In Colorado, some consider ag labor to be the biggest challenge facing producers. At the Colorado Fruit and Vegetable Growers Association, headquartered in Eaton, CO, Executive Director Marilyn Bay Drake said in mid-August a bill signed by Gov. Jared Polis this year could potentially impact Colorado’s produce growers.
She said passage by the 2021 Colorado General Assembly of SB21-087, the Agricultural Workers’ Rights, “scoops up all ag labor changes made in California over many years and dumps them collectively onto Colorado agricultural employers.
“We have an entire webpage devoted to this bill, but in a nutshell, beginning with the 2022 growing season, this bill will impose overtime pay, regulate when and how breaks are taken, allow service providers including union organizers to meet with workers at their place of work and in worker housing with no notice and reduce worker hand weeding to 20 percent of the work week, with some exceptions,” she continued. “It also has eliminated without exception use of a short-handled hoe.”
Drake added, “CFVGA was able to work with a coalition of all the state’s other associations to get several provisions moved out of statute and into a rulemaking process, which is very helpful. Even so, it will dramatically change ag labor law in Colorado.”
Produce growers, she said, “are especially hard hit, because their employees work very long hours during harvest and at other times during the short growing season and because many operations still do a lot of hand weeding.”
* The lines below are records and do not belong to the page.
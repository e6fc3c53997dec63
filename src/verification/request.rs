//! Verification request input and field validation.

use crate::error::FieldError;

/// One identity-verification attempt's input.
///
/// Created per attempt and discarded after use; the client never stores it.
#[derive(Debug, Clone, PartialEq, Eq)]
pub struct VerificationRequest {
    pub document_number: String,
}

impl VerificationRequest {
    pub fn new(document_number: impl Into<String>) -> Self {
        Self {
            document_number: document_number.into(),
        }
    }
}

/// Validate a request's fields without touching the network.
///
/// The document number must be ASCII alphanumeric. The empty string is not
/// an error here: callers short-circuit it to an unverified result before
/// validation.
pub fn validate(request: &VerificationRequest) -> Result<(), Vec<FieldError>> {
    let mut errors = Vec::new();

    if !request
        .document_number
        .chars()
        .all(|c| c.is_ascii_alphanumeric())
    {
        errors.push(FieldError::new(
            "document_number",
            "must contain only letters and digits",
        ));
    }

    if errors.is_empty() { Ok(()) } else { Err(errors) }
}
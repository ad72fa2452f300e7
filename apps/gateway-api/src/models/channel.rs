/// The slice of a channel the gateway needs: enough to resolve a channel to
/// its parent server for membership checks.
#[derive(Debug, Clone, Copy)]
pub struct Channel {
    pub id: i64,
    pub server_id: i64,
}
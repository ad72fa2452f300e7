//! In-memory store implementation.
//!
//! Backs the gateway until a SQL-backed store is wired in, and serves as the
//! fixture store in tests. The mutator methods stand in for the REST layer's
//! CRUD side effects (the gateway itself never calls them).

use std::collections::HashMap;

use async_trait::async_trait;
use chrono::Utc;
use parking_lot::RwLock;
use parlor_common::SnowflakeGenerator;

use crate::models::{Channel, Membership, Message, Role};

use super::{MembershipDirectory, MessageRepository, StoreError};

pub struct MemoryStore {
    /// (server_id, user_id) → role.
    memberships: RwLock<HashMap<(i64, i64), Role>>,
    /// channel_id → server_id.
    channels: RwLock<HashMap<i64, i64>>,
    messages: RwLock<HashMap<i64, Message>>,
    snowflake: SnowflakeGenerator,
}

impl MemoryStore {
    pub fn new() -> Self {
        Self {
            memberships: RwLock::new(HashMap::new()),
            channels: RwLock::new(HashMap::new()),
            messages: RwLock::new(HashMap::new()),
            snowflake: SnowflakeGenerator::new(0),
        }
    }

    /// Add or replace a membership (also how a role change lands).
    pub fn add_member(&self, server_id: i64, user_id: i64, role: Role) {
        self.memberships.write().insert((server_id, user_id), role);
    }

    pub fn remove_member(&self, server_id: i64, user_id: i64) {
        self.memberships.write().remove(&(server_id, user_id));
    }

    pub fn add_channel(&self, channel_id: i64, server_id: i64) {
        self.channels.write().insert(channel_id, server_id);
    }
}

impl Default for MemoryStore {
    fn default() -> Self {
        Self::new()
    }
}

#[async_trait]
impl MembershipDirectory for MemoryStore {
    async fn find_membership(
        &self,
        user_id: i64,
        server_id: i64,
    ) -> Result<Option<Membership>, StoreError> {
        Ok(self
            .memberships
            .read()
            .get(&(server_id, user_id))
            .map(|&role| Membership {
                server_id,
                user_id,
                role,
            }))
    }

    async fn server_member_ids(&self, server_id: i64) -> Result<Vec<i64>, StoreError> {
        Ok(self
            .memberships
            .read()
            .keys()
            .filter(|(sid, _)| *sid == server_id)
            .map(|(_, uid)| *uid)
            .collect())
    }

    async fn server_ids_of(&self, user_id: i64) -> Result<Vec<i64>, StoreError> {
        Ok(self
            .memberships
            .read()
            .keys()
            .filter(|(_, uid)| *uid == user_id)
            .map(|(sid, _)| *sid)
            .collect())
    }

    async fn find_channel(&self, channel_id: i64) -> Result<Option<Channel>, StoreError> {
        Ok(self
            .channels
            .read()
            .get(&channel_id)
            .map(|&server_id| Channel {
                id: channel_id,
                server_id,
            }))
    }
}

#[async_trait]
impl MessageRepository for MemoryStore {
    async fn create(
        &self,
        channel_id: i64,
        author_id: i64,
        author_name: &str,
        content: &str,
    ) -> Result<Message, StoreError> {
        let now = Utc::now();
        let message = Message {
            id: self.snowflake.generate(),
            channel_id,
            author_id,
            author_name: author_name.to_string(),
            content: content.to_string(),
            created_at: now,
            updated_at: now,
        };
        self.messages.write().insert(message.id, message.clone());
        Ok(message)
    }

    async fn find(&self, message_id: i64) -> Result<Option<Message>, StoreError> {
        Ok(self.messages.read().get(&message_id).cloned())
    }

    async fn update(
        &self,
        message_id: i64,
        content: &str,
    ) -> Result<Option<Message>, StoreError> {
        let mut messages = self.messages.write();
        Ok(messages.get_mut(&message_id).map(|m| {
            m.content = content.to_string();
            m.updated_at = Utc::now();
            m.clone()
        }))
    }

    async fn delete(&self, message_id: i64) -> Result<Option<Message>, StoreError> {
        Ok(self.messages.write().remove(&message_id))
    }
}

#[cfg(test)]
mod tests {
    use super::*;

    #[tokio::test]
    async fn membership_lookup_reflects_role_changes() {
        let store = MemoryStore::new();
        store.add_member(1, 10, Role::Member);

        let m = store.find_membership(10, 1).await.unwrap().unwrap();
        assert_eq!(m.role, Role::Member);

        store.add_member(1, 10, Role::Admin);
        let m = store.find_membership(10, 1).await.unwrap().unwrap();
        assert_eq!(m.role, Role::Admin);

        store.remove_member(1, 10);
        assert!(store.find_membership(10, 1).await.unwrap().is_none());
    }

    #[tokio::test]
    async fn server_and_user_scans() {
        let store = MemoryStore::new();
        store.add_member(1, 10, Role::Owner);
        store.add_member(1, 11, Role::Member);
        store.add_member(2, 10, Role::Member);

        let mut members = store.server_member_ids(1).await.unwrap();
        members.sort();
        assert_eq!(members, vec![10, 11]);

        let mut servers = store.server_ids_of(10).await.unwrap();
        servers.sort();
        assert_eq!(servers, vec![1, 2]);
    }

    #[tokio::test]
    async fn channel_resolution() {
        let store = MemoryStore::new();
        store.add_channel(5, 1);

        let ch = store.find_channel(5).await.unwrap().unwrap();
        assert_eq!(ch.server_id, 1);
        assert!(store.find_channel(999).await.unwrap().is_none());
    }

    #[tokio::test]
    async fn message_lifecycle() {
        let store = MemoryStore::new();

        let created = store.create(5, 10, "alice", "hi").await.unwrap();
        assert_eq!(created.created_at, created.updated_at);

        let updated = store.update(created.id, "edited").await.unwrap().unwrap();
        assert_eq!(updated.content, "edited");
        assert!(updated.updated_at > updated.created_at);

        let deleted = store.delete(created.id).await.unwrap().unwrap();
        assert_eq!(deleted.id, created.id);
        assert!(store.find(created.id).await.unwrap().is_none());

        // Deleting again is a no-op.
        assert!(store.delete(created.id).await.unwrap().is_none());
    }

    #[tokio::test]
    async fn update_missing_message_returns_none() {
        let store = MemoryStore::new();
        assert!(store.update(42, "x").await.unwrap().is_none());
    }
}
pub mod events;
pub mod fanout;
pub mod handler;
pub mod presence;
pub mod rooms;
pub mod server;
pub mod session;
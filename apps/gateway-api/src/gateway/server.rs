//! WebSocket upgrade handler and per-connection event loop.
//!
//! Authentication happens during the HTTP handshake: the session cookie is
//! validated before the upgrade is accepted, so an unauthenticated client is
//! rejected with 401 and no socket ever opens.

use std::time::Duration;

use axum::extract::ws::{CloseFrame, Message, WebSocket};
use axum::extract::{State, WebSocketUpgrade};
use axum::http::HeaderMap;
use axum::response::{IntoResponse, Response};
use axum::routing::get;
use axum::Router;
use futures_util::stream::{SplitSink, SplitStream};
use futures_util::{SinkExt, StreamExt};
use tokio::sync::broadcast;
use tokio::time;

use crate::auth::AuthedUser;
use crate::error::ApiError;
use crate::AppState;

use super::events::{ClientEnvelope, GatewayMessage, InboundEvent};
use super::fanout::BroadcastPayload;
use super::handler::{broadcast_presence_for_user, dispatch_event};
use super::session::GatewaySession;

/// Close code for protocol violations (4000-range for application-level).
const CLOSE_INVALID_PAYLOAD: u16 = 4000;

/// Interval for protocol-level keepalive pings.
const PING_INTERVAL_SECS: u64 = 30;

pub fn router() -> Router<AppState> {
    Router::new().route("/gateway", get(ws_upgrade))
}

async fn ws_upgrade(
    ws: WebSocketUpgrade,
    State(state): State<AppState>,
    headers: HeaderMap,
) -> Response {
    let Some(user) = state.sessions.validate(&headers) else {
        tracing::debug!("gateway handshake rejected: invalid or missing session");
        return ApiError::unauthorized("Invalid or missing session").into_response();
    };

    ws.on_upgrade(move |socket| handle_connection(socket, state, user))
        .into_response()
}

async fn handle_connection(socket: WebSocket, state: AppState, user: AuthedUser) {
    let (ws_tx, ws_rx) = socket.split();
    let mut session = GatewaySession::new(user);

    tracing::info!(
        connection_id = %session.connection_id,
        user_id = session.user_id,
        "gateway connection established"
    );

    // Subscribe before flipping presence so this connection cannot miss a
    // snapshot triggered by its own online edge.
    let broadcast_rx = state.broadcast.subscribe();

    if state.presence.mark_online(session.user_id) {
        broadcast_presence_for_user(&state, session.user_id).await;
    }

    run_session(&state, &mut session, ws_tx, ws_rx, broadcast_rx).await;

    // The offline edge fires even on abrupt disconnects; the broadcast runs
    // detached so teardown never blocks on member lookups.
    if state.presence.mark_offline(session.user_id) {
        let state = state.clone();
        let user_id = session.user_id;
        tokio::spawn(async move {
            broadcast_presence_for_user(&state, user_id).await;
        });
    }

    tracing::info!(
        connection_id = %session.connection_id,
        user_id = session.user_id,
        "gateway connection closed"
    );
}

/// Main event loop: read client events, forward room broadcasts, keepalive.
async fn run_session(
    state: &AppState,
    session: &mut GatewaySession,
    mut ws_tx: SplitSink<WebSocket, Message>,
    mut ws_rx: SplitStream<WebSocket>,
    mut broadcast_rx: broadcast::Receiver<std::sync::Arc<BroadcastPayload>>,
) {
    let mut ping_timer = time::interval(Duration::from_secs(PING_INTERVAL_SECS));
    ping_timer.tick().await; // First tick fires immediately; skip it.

    loop {
        tokio::select! {
            // Client sends us a frame.
            msg = ws_rx.next() => {
                match msg {
                    Some(Ok(Message::Text(text))) => {
                        let envelope: ClientEnvelope = match serde_json::from_str(&text) {
                            Ok(e) => e,
                            Err(_) => {
                                let _ = send_close(&mut ws_tx, CLOSE_INVALID_PAYLOAD, "Invalid JSON").await;
                                break;
                            }
                        };

                        let event = match InboundEvent::parse(envelope) {
                            Some(Ok(event)) => event,
                            Some(Err(e)) => {
                                // Known event, bad payload: drop it, keep the
                                // connection.
                                tracing::debug!(
                                    ?e,
                                    connection_id = %session.connection_id,
                                    "malformed event payload"
                                );
                                continue;
                            }
                            None => {
                                tracing::debug!(
                                    connection_id = %session.connection_id,
                                    "ignoring unknown event"
                                );
                                continue;
                            }
                        };

                        for reply in dispatch_event(state, session, event).await {
                            if send_message(&mut ws_tx, &reply).await.is_err() {
                                return;
                            }
                        }
                    }
                    Some(Ok(Message::Ping(_))) | Some(Ok(Message::Pong(_))) => continue,
                    Some(Ok(Message::Close(_))) | None => break,
                    Some(Err(e)) => {
                        tracing::debug!(?e, connection_id = %session.connection_id, "ws read error");
                        break;
                    }
                    _ => continue,
                }
            }

            // Broadcast event from the fanout hub.
            result = broadcast_rx.recv() => {
                match result {
                    Ok(payload) => {
                        if !session.is_joined(&payload.room) {
                            continue;
                        }
                        if payload.exclude.as_deref() == Some(session.connection_id.as_str()) {
                            continue;
                        }

                        let msg = GatewayMessage::event(&payload.event_name, payload.data.clone());
                        if send_message(&mut ws_tx, &msg).await.is_err() {
                            break;
                        }
                    }
                    Err(broadcast::error::RecvError::Lagged(n)) => {
                        tracing::warn!(
                            connection_id = %session.connection_id,
                            skipped = n,
                            "gateway connection lagged behind broadcast"
                        );
                        // Continue — we just drop the missed events.
                    }
                    Err(broadcast::error::RecvError::Closed) => break,
                }
            }

            // Protocol-level keepalive.
            _ = ping_timer.tick() => {
                if ws_tx.send(Message::Ping(Vec::new().into())).await.is_err() {
                    break;
                }
            }
        }
    }
}

async fn send_message(
    ws_tx: &mut SplitSink<WebSocket, Message>,
    msg: &GatewayMessage,
) -> Result<(), axum::Error> {
    let json = serde_json::to_string(msg).map_err(axum::Error::new)?;
    ws_tx.send(Message::Text(json.into())).await
}

/// Send a WebSocket close frame with a code and reason.
async fn send_close(
    ws_tx: &mut SplitSink<WebSocket, Message>,
    code: u16,
    reason: &str,
) -> Result<(), axum::Error> {
    let close_msg = Message::Close(Some(CloseFrame {
        code,
        reason: reason.to_string().into(),
    }));
    ws_tx.send(close_msg).await
}
use ulid::Ulid;

/// Generates a new ULID-based ID with the given prefix.
///
/// # Examples
/// ```
/// let id = parlor_common::id::prefixed_ulid("cn");
/// assert!(id.starts_with("cn_"));
/// ```
pub fn prefixed_ulid(prefix: &str) -> String {
    format!("{}_{}", prefix, Ulid::new())
}

/// Well-known ID prefixes.
pub mod prefix {
    /// A single gateway connection.
    pub const CONNECTION: &str = "cn";
}
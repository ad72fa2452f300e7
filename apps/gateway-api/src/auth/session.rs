//! Session bridge: authenticates the WebSocket handshake against the
//! REST-issued session cookie.
//!
//! The validation routine is injected into the gateway as a trait object so
//! the handshake reuses the exact same logic (secret, cookie name, expiry) as
//! the REST layer rather than re-deriving it. Validation runs once per
//! handshake; the result is carried immutably on the connection for its whole
//! lifetime and never re-parsed per event.

use axum::http::header::COOKIE;
use axum::http::HeaderMap;
use jsonwebtoken::{Algorithm, DecodingKey, Validation};
use serde::{Deserialize, Serialize};

/// Typed handshake result attached to a connection.
#[derive(Debug, Clone)]
pub struct AuthedUser {
    pub user_id: i64,
    pub username: String,
}

/// Validates a raw handshake request. Returns `None` for anything that isn't
/// a live, well-formed session.
pub trait SessionValidator: Send + Sync {
    fn validate(&self, headers: &HeaderMap) -> Option<AuthedUser>;
}

/// Claims inside the session cookie's JWT (HS256, shared secret with the
/// REST layer, which issues and refreshes it at login).
#[derive(Debug, Serialize, Deserialize)]
pub struct SessionClaims {
    pub sub: i64,
    pub username: String,
    pub exp: i64,
}

/// Production validator: session cookie carrying an HS256 JWT.
pub struct CookieSessionValidator {
    cookie_name: String,
    decoding: DecodingKey,
    validation: Validation,
}

impl CookieSessionValidator {
    pub fn new(secret: &str, cookie_name: impl Into<String>) -> Self {
        Self {
            cookie_name: cookie_name.into(),
            decoding: DecodingKey::from_secret(secret.as_bytes()),
            validation: Validation::new(Algorithm::HS256),
        }
    }

    /// Find the session cookie's value in a `Cookie` header.
    fn session_cookie<'a>(&self, header: &'a str) -> Option<&'a str> {
        header.split(';').find_map(|pair| {
            let (name, value) = pair.trim().split_once('=')?;
            (name == self.cookie_name).then_some(value)
        })
    }
}

impl SessionValidator for CookieSessionValidator {
    fn validate(&self, headers: &HeaderMap) -> Option<AuthedUser> {
        let header = headers.get(COOKIE)?.to_str().ok()?;
        let token = self.session_cookie(header)?;

        let claims = match jsonwebtoken::decode::<SessionClaims>(
            token,
            &self.decoding,
            &self.validation,
        ) {
            Ok(data) => data.claims,
            Err(e) => {
                tracing::debug!(?e, "session cookie rejected");
                return None;
            }
        };

        Some(AuthedUser {
            user_id: claims.sub,
            username: claims.username,
        })
    }
}
pub mod channel;
pub mod membership;
pub mod message;

pub use channel::Channel;
pub use membership::{Membership, Role};
pub use message::Message;
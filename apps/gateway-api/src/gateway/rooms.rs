//! Room keys: broadcast scopes over active connections.
//!
//! A room is not a stored entity — purely a grouping key a connection joins
//! after the membership guard passes.

use std::fmt;

/// A broadcast scope, server- or channel-level.
#[derive(Debug, Clone, Copy, PartialEq, Eq, Hash)]
pub enum RoomKey {
    Server(i64),
    Channel(i64),
}

impl fmt::Display for RoomKey {
    fn fmt(&self, f: &mut fmt::Formatter<'_>) -> fmt::Result {
        match self {
            RoomKey::Server(id) => write!(f, "server:{id}"),
            RoomKey::Channel(id) => write!(f, "channel:{id}"),
        }
    }
}

#[cfg(test)]
mod tests {
    use super::*;

    #[test]
    fn display_matches_wire_convention() {
        assert_eq!(RoomKey::Server(1).to_string(), "server:1");
        assert_eq!(RoomKey::Channel(5).to_string(), "channel:5");
    }

    #[test]
    fn kinds_with_same_id_are_distinct() {
        assert_ne!(RoomKey::Server(5), RoomKey::Channel(5));
    }
}
//! Shared test helpers: in-process server, session cookies, WS plumbing.

use std::net::SocketAddr;
use std::sync::Arc;
use std::time::Duration;

use futures_util::{SinkExt, StreamExt};
use jsonwebtoken::{EncodingKey, Header};
use tokio::time;
use tokio_tungstenite::tungstenite;
use tokio_tungstenite::tungstenite::client::IntoClientRequest;

use gateway_api::auth::{CookieSessionValidator, SessionClaims, SessionValidator};
use gateway_api::config::Config;
use gateway_api::gateway::fanout::GatewayBroadcast;
use gateway_api::gateway::presence::PresenceRegistry;
use gateway_api::models::Role;
use gateway_api::store::{MembershipDirectory, MemoryStore, MessageRepository};
use gateway_api::AppState;

pub const SESSION_SECRET: &str = "gw-test-secret";
pub const SESSION_COOKIE: &str = "parlor_session";

pub type WsStream =
    tokio_tungstenite::WebSocketStream<tokio_tungstenite::MaybeTlsStream<tokio::net::TcpStream>>;

pub fn test_config() -> Config {
    Config {
        session_secret: SESSION_SECRET.to_string(),
        session_cookie: SESSION_COOKIE.to_string(),
        port: 0,
    }
}

/// Build an AppState over a fresh in-memory store. The store handle is
/// returned separately so tests can mutate fixtures mid-flight.
pub fn test_state() -> (AppState, Arc<MemoryStore>) {
    let config = test_config();
    let sessions: Arc<dyn SessionValidator> = Arc::new(CookieSessionValidator::new(
        &config.session_secret,
        config.session_cookie.clone(),
    ));

    let store = Arc::new(MemoryStore::new());
    let directory: Arc<dyn MembershipDirectory> = store.clone();
    let messages: Arc<dyn MessageRepository> = store.clone();

    let state = AppState {
        config: Arc::new(config),
        sessions,
        directory,
        messages,
        presence: Arc::new(PresenceRegistry::new()),
        broadcast: GatewayBroadcast::new(),
    };
    (state, store)
}

/// Fixtures shared by most tests: server 1 with two channels, three members
/// (alice owns it), and user 99 as an outsider.
pub const SERVER: i64 = 1;
pub const CHANNEL: i64 = 5;
pub const OTHER_CHANNEL: i64 = 77;
pub const ALICE: i64 = 10;
pub const BOB: i64 = 11;
pub const CAROL: i64 = 12;
pub const MALLORY: i64 = 99;

pub fn seed_fixtures(store: &MemoryStore) {
    store.add_member(SERVER, ALICE, Role::Owner);
    store.add_member(SERVER, BOB, Role::Member);
    store.add_member(SERVER, CAROL, Role::Member);
    store.add_channel(CHANNEL, SERVER);
    store.add_channel(OTHER_CHANNEL, SERVER);
}

/// Start a real TCP server for WebSocket testing. Runs in the background.
pub async fn start_server() -> (SocketAddr, AppState, Arc<MemoryStore>) {
    let (state, store) = test_state();
    seed_fixtures(&store);
    let app = gateway_api::routes::router().with_state(state.clone());

    let listener = tokio::net::TcpListener::bind("127.0.0.1:0")
        .await
        .expect("bind");
    let addr = listener.local_addr().unwrap();

    tokio::spawn(async move {
        axum::serve(listener, app).await.unwrap();
    });

    (addr, state, store)
}

/// Mint a signed session cookie in `name=value` form.
pub fn mint_session_cookie(user_id: i64, username: &str) -> String {
    mint_session_cookie_with_exp(user_id, username, chrono::Utc::now().timestamp() + 300)
}

pub fn expired_session_cookie(user_id: i64, username: &str) -> String {
    mint_session_cookie_with_exp(user_id, username, chrono::Utc::now().timestamp() - 300)
}

fn mint_session_cookie_with_exp(user_id: i64, username: &str, exp: i64) -> String {
    let claims = SessionClaims {
        sub: user_id,
        username: username.to_string(),
        exp,
    };
    let token = jsonwebtoken::encode(
        &Header::default(),
        &claims,
        &EncodingKey::from_secret(SESSION_SECRET.as_bytes()),
    )
    .unwrap();
    format!("{SESSION_COOKIE}={token}")
}

/// Attempt a gateway connection with an optional Cookie header.
pub async fn try_connect(
    addr: SocketAddr,
    cookie: Option<&str>,
) -> Result<WsStream, tungstenite::Error> {
    let mut request = format!("ws://{addr}/gateway").into_client_request()?;
    if let Some(cookie) = cookie {
        request
            .headers_mut()
            .insert("Cookie", cookie.parse().unwrap());
    }
    let (ws, _) = tokio_tungstenite::connect_async(request).await?;
    Ok(ws)
}

/// Connect as a user, asserting the handshake succeeds.
pub async fn connect(addr: SocketAddr, user_id: i64, username: &str) -> WsStream {
    let cookie = mint_session_cookie(user_id, username);
    try_connect(addr, Some(&cookie)).await.expect("ws connect")
}

pub async fn send_event(ws: &mut WsStream, t: &str, d: serde_json::Value) {
    let envelope = serde_json::json!({ "t": t, "d": d });
    ws.send(tungstenite::Message::Text(envelope.to_string().into()))
        .await
        .expect("send event");
}

/// Read the next text event, skipping protocol frames (pings).
pub async fn next_event(ws: &mut WsStream) -> serde_json::Value {
    loop {
        let msg = time::timeout(Duration::from_secs(2), ws.next())
            .await
            .expect("timeout waiting for event")
            .expect("stream ended")
            .expect("ws read error");
        match msg {
            tungstenite::Message::Text(text) => {
                return serde_json::from_str(&text).expect("parse event")
            }
            tungstenite::Message::Ping(_) | tungstenite::Message::Pong(_) => continue,
            other => panic!("expected text frame, got: {other:?}"),
        }
    }
}

/// Read events until one with the given name arrives, discarding others.
pub async fn next_event_named(ws: &mut WsStream, name: &str) -> serde_json::Value {
    for _ in 0..10 {
        let event = next_event(ws).await;
        if event["t"] == name {
            return event;
        }
    }
    panic!("no {name} event within 10 frames");
}

/// Assert no text event arrives within a short window.
pub async fn assert_silent(ws: &mut WsStream) {
    let result = time::timeout(Duration::from_millis(300), ws.next()).await;
    match result {
        Err(_) => {} // Timed out: silence, as expected.
        Ok(Some(Ok(tungstenite::Message::Ping(_) | tungstenite::Message::Pong(_)))) => {}
        Ok(other) => panic!("expected silence, got: {other:?}"),
    }
}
Agreeing with Drake’s assessment, recently elected CFVGA President Bruce Talbott, co-owner and operator of Talbott’s Mountain Gold peach and wine grape orchard in the Western Slope community of Palisade, CO, said of the measure, “Since much is still in rulemaking, we don’t know what the final impact will be. We are concerned that the cost of production of high touch crops in Colorado will go up, making us less competitive — but of even more of a concern is that if farm workers have their incomes significantly reduced because of hour caps caused by overtime, they will choose to go to other areas where they can make more income with limited hour restrictions and/or the ability to work much longer seasons.”